Segment Start: MATERIAL FOR THIS EXERCISE
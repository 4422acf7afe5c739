//! Stub of the public superhero API.
//!
//! Serves the two read endpoints the client uses from an embedded fixture
//! set, with the provider's quirks: misses and bad tokens are reported
//! in-band with a 200, while an unknown id is a 404 with an empty object.

use std::sync::Arc;

use axum::{
    extract::{Path, State},
    http::StatusCode,
    routing::get,
    Json, Router,
};
use serde::{Deserialize, Serialize};
use serde_json::{json, Map, Value};
use tokio::net::TcpListener;
use tracing::debug;

/// Token accepted by [`app`].
pub const DEFAULT_TOKEN: &str = "test-token";

const FIXTURES: &str = include_str!("../fixtures/heroes.json");

#[derive(Clone, Debug, Serialize, Deserialize)]
pub struct Image {
    pub url: String,
}

/// A hero record in wire shape. Only the fields the server matches on are
/// typed; the remaining blocks are passed through untouched.
#[derive(Clone, Debug, Serialize, Deserialize)]
pub struct Hero {
    pub id: String,
    pub name: String,
    pub image: Image,
    #[serde(flatten)]
    pub blocks: Map<String, Value>,
}

#[derive(Clone)]
pub struct AppState {
    token: Arc<str>,
    heroes: Arc<Vec<Hero>>,
}

pub fn fixture_heroes() -> Vec<Hero> {
    serde_json::from_str(FIXTURES).expect("embedded hero fixtures are valid")
}

pub fn app() -> Router {
    app_with(DEFAULT_TOKEN, fixture_heroes())
}

pub fn app_with(token: &str, heroes: Vec<Hero>) -> Router {
    let state = AppState {
        token: Arc::from(token),
        heroes: Arc::new(heroes),
    };
    Router::new()
        .route("/{token}/search/{query}", get(search))
        .route("/{token}/{id}", get(lookup))
        .with_state(state)
}

pub async fn run(listener: TcpListener, token: &str) -> Result<(), std::io::Error> {
    axum::serve(listener, app_with(token, fixture_heroes())).await
}

fn in_band_error(message: &str) -> Json<Value> {
    Json(json!({ "response": "error", "error": message }))
}

async fn search(State(state): State<AppState>, Path((token, query)): Path<(String, String)>) -> Json<Value> {
    if token != *state.token {
        return in_band_error("access denied");
    }
    let needle = query.to_lowercase();
    let results: Vec<&Hero> = state
        .heroes
        .iter()
        .filter(|h| h.name.to_lowercase().contains(&needle))
        .collect();
    debug!(%query, hits = results.len(), "search");

    if results.is_empty() {
        return in_band_error("character with given name not found");
    }
    Json(json!({
        "response": "success",
        "results-for": query,
        "results": results,
    }))
}

async fn lookup(
    State(state): State<AppState>,
    Path((token, id)): Path<(String, String)>,
) -> (StatusCode, Json<Value>) {
    if token != *state.token {
        return (StatusCode::OK, in_band_error("access denied"));
    }
    let Some(hero) = state.heroes.iter().find(|h| h.id == id) else {
        debug!(%id, "lookup miss");
        return (StatusCode::NOT_FOUND, Json(json!({})));
    };
    let mut body = match serde_json::to_value(hero) {
        Ok(Value::Object(map)) => map,
        _ => return (StatusCode::INTERNAL_SERVER_ERROR, Json(json!({}))),
    };
    body.insert("response".to_string(), Value::from("success"));
    (StatusCode::OK, Json(Value::Object(body)))
}
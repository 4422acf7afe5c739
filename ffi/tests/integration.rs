//! Drive the C surface end to end: build through FFI, execute with ureq
//! against the mock server, parse through FFI.

use std::ffi::{CStr, CString};
use std::os::raw::c_char;

use heroiq_ffi::types::{FfiDataTag, FfiErrorCode, FfiHeroDetail, FfiHeroList, FfiHttpRequest, FfiHttpResponse};
use heroiq_ffi::*;

const TOKEN: &str = "ffi-token";

fn start_server() -> std::net::SocketAddr {
    let std_listener = std::net::TcpListener::bind("127.0.0.1:0").unwrap();
    let addr = std_listener.local_addr().unwrap();
    std_listener.set_nonblocking(true).unwrap();

    std::thread::spawn(move || {
        let rt = tokio::runtime::Builder::new_current_thread()
            .enable_all()
            .build()
            .unwrap();
        rt.block_on(async {
            let listener = tokio::net::TcpListener::from_std(std_listener).unwrap();
            mock_server::run(listener, TOKEN).await
        })
        .unwrap();
    });

    addr
}

fn text(s: *const c_char) -> String {
    unsafe { CStr::from_ptr(s) }.to_str().unwrap().to_string()
}

/// Play the host: run the request and return status plus body.
fn execute(req: *mut FfiHttpRequest) -> (u16, CString) {
    let url = text(unsafe { &*req }.path);
    heroiq_free_request(req);

    let agent = ureq::Agent::config_builder()
        .http_status_as_error(false)
        .build()
        .new_agent();
    let mut response = agent.get(&url).call().expect("HTTP transport error");
    let status = response.status().as_u16();
    let body = response.body_mut().read_to_string().unwrap_or_default();
    (status, CString::new(body).unwrap())
}

#[test]
fn search_then_open_detail() {
    let addr = start_server();
    let base = CString::new(format!("http://{addr}")).unwrap();
    let token = CString::new(TOKEN).unwrap();
    let client = heroiq_client_new(base.as_ptr(), token.as_ptr());
    assert!(!client.is_null());

    // Search.
    let query = CString::new("spider").unwrap();
    let (status, body) = execute(heroiq_build_search(client, query.as_ptr()));
    let result = heroiq_parse_search(client, &FfiHttpResponse { status, body: body.as_ptr() });
    let r = unsafe { &*result };
    assert_eq!(r.error_code, FfiErrorCode::Ok);
    assert_eq!(r.data_tag, FfiDataTag::HeroList);
    let list = unsafe { &*(r.data as *const FfiHeroList) };
    assert_eq!(list.len, 1);
    let hit = unsafe { &*list.items };
    let id = CString::new(text(hit.id)).unwrap();
    assert_eq!(text(hit.name), "Spider-Man");
    heroiq_free_result(result);

    // Open the hit.
    let (status, body) = execute(heroiq_build_lookup(client, id.as_ptr()));
    let result = heroiq_parse_lookup(client, &FfiHttpResponse { status, body: body.as_ptr() });
    let r = unsafe { &*result };
    assert_eq!(r.error_code, FfiErrorCode::Ok);
    let hero = unsafe { &*(r.data as *const FfiHeroDetail) };
    assert_eq!(text(hero.id), "620");
    assert_eq!(text(hero.publisher), "Marvel Comics");
    assert!(hero.stats_len > 0);
    assert!(hero.biography.len > 0);
    heroiq_free_result(result);

    // Unknown id.
    let missing = CString::new("999999").unwrap();
    let (status, body) = execute(heroiq_build_lookup(client, missing.as_ptr()));
    let result = heroiq_parse_lookup(client, &FfiHttpResponse { status, body: body.as_ptr() });
    let r = unsafe { &*result };
    assert_eq!(r.error_code, FfiErrorCode::Http);
    assert_eq!(r.http_status, 404);
    heroiq_free_result(result);

    heroiq_client_free(client);
}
Segment End: MATERIAL FOR THIS EXERCISE
The lines that mention the word "await" should be pulled from the records above.

### [WRITTEN ANSWER]
    axum::serve(listener, app_with(token, fixture_heroes())).await
            mock_server::run(listener, TOKEN).await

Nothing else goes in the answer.